> _Data under study_
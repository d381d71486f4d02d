use std::path::PathBuf;

use serde::{Deserialize, Serialize};

// ━━━━━━━━━━━━━━━━━━━━━━━━━━━━━━━━━━━━━━━━━━━━━━━━━━━━━━━━━━━━━━━━━━
// Cache (L1 exact / L2 semantic / L3 negative)
// ━━━━━━━━━━━━━━━━━━━━━━━━━━━━━━━━━━━━━━━━━━━━━━━━━━━━━━━━━━━━━━━━━━

/// Response difficulty level. Only EASY/MEDIUM responses are stored in
/// L1/L2; HARD bypasses the positive tiers to prevent stale writes.
#[derive(Debug, Clone, Copy, PartialEq, Eq, Serialize, Deserialize)]
#[serde(rename_all = "lowercase")]
pub enum CacheLevel {
    Easy,
    Medium,
    Hard,
}

#[derive(Debug, Clone, Serialize, Deserialize)]
pub struct CacheConfig {
    #[serde(default = "d_true")]
    pub enabled: bool,
    /// Token-similarity threshold for an L2 hit.
    #[serde(default = "d_semantic_threshold")]
    pub semantic_threshold: f64,
    /// Candidates scored per L2 lookup.
    #[serde(default = "d_semantic_top_k")]
    pub semantic_top_k: usize,

    /// TTLs by level, seconds.
    #[serde(default = "d_ttl_easy")]
    pub ttl_easy_s: u64,
    #[serde(default = "d_ttl_medium")]
    pub ttl_medium_s: u64,
    #[serde(default = "d_ttl_hard")]
    pub ttl_hard_s: u64,
    /// Default negative-entry TTL when the provider gave no retry_after.
    #[serde(default = "d_negative_ttl")]
    pub negative_ttl_s: u64,

    /// Stored-entry size bounds.
    #[serde(default = "d_max_payload_kb")]
    pub max_payload_kb: usize,
    #[serde(default = "d_max_evidence_kb")]
    pub max_evidence_kb: usize,

    /// Key namespace components. Bumping either makes every prior entry
    /// unreachable by construction.
    #[serde(default = "d_schema_version")]
    pub schema_version: String,
    #[serde(default = "d_deps_version")]
    pub deps_version: String,

    /// Backing store data directory.
    #[serde(default = "d_data_dir")]
    pub data_dir: PathBuf,
}

impl CacheConfig {
    pub fn ttl_for(&self, level: CacheLevel) -> u64 {
        match level {
            CacheLevel::Easy => self.ttl_easy_s,
            CacheLevel::Medium => self.ttl_medium_s,
            CacheLevel::Hard => self.ttl_hard_s,
        }
    }
}

impl Default for CacheConfig {
    fn default() -> Self {
        Self {
            enabled: true,
            semantic_threshold: d_semantic_threshold(),
            semantic_top_k: d_semantic_top_k(),
            ttl_easy_s: d_ttl_easy(),
            ttl_medium_s: d_ttl_medium(),
            ttl_hard_s: d_ttl_hard(),
            negative_ttl_s: d_negative_ttl(),
            max_payload_kb: d_max_payload_kb(),
            max_evidence_kb: d_max_evidence_kb(),
            schema_version: d_schema_version(),
            deps_version: d_deps_version(),
            data_dir: d_data_dir(),
        }
    }
}

// ── serde default helpers ───────────────────────────────────────────

fn d_true() -> bool {
    true
}
fn d_semantic_threshold() -> f64 {
    0.85
}
fn d_semantic_top_k() -> usize {
    16
}
fn d_ttl_easy() -> u64 {
    3_600
}
fn d_ttl_medium() -> u64 {
    1_800
}
fn d_ttl_hard() -> u64 {
    300
}
fn d_negative_ttl() -> u64 {
    30
}
fn d_max_payload_kb() -> usize {
    128
}
fn d_max_evidence_kb() -> usize {
    64
}
fn d_schema_version() -> String {
    "1".into()
}
fn d_deps_version() -> String {
    "1".into()
}
fn d_data_dir() -> PathBuf {
    PathBuf::from("./state/cache")
}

> _Instructions to follow_
Return exactly the opening lines of the listing above, ending with the line that has "#[derive(Debug, Clone, Serialize, Deserialize)]".

> _Task result_
repository d381d71486f4d02d
use std::path::PathBuf;

use serde::{Deserialize, Serialize};

// ━━━━━━━━━━━━━━━━━━━━━━━━━━━━━━━━━━━━━━━━━━━━━━━━━━━━━━━━━━━━━━━━━━
// Cache (L1 exact / L2 semantic / L3 negative)
// ━━━━━━━━━━━━━━━━━━━━━━━━━━━━━━━━━━━━━━━━━━━━━━━━━━━━━━━━━━━━━━━━━━

/// Response difficulty level. Only EASY/MEDIUM responses are stored in
/// L1/L2; HARD bypasses the positive tiers to prevent stale writes.
#[derive(Debug, Clone, Copy, PartialEq, Eq, Serialize, Deserialize)]
#[serde(rename_all = "lowercase")]
pub enum CacheLevel {
    Easy,
    Medium,
    Hard,
}

#[derive(Debug, Clone, Serialize, Deserialize)]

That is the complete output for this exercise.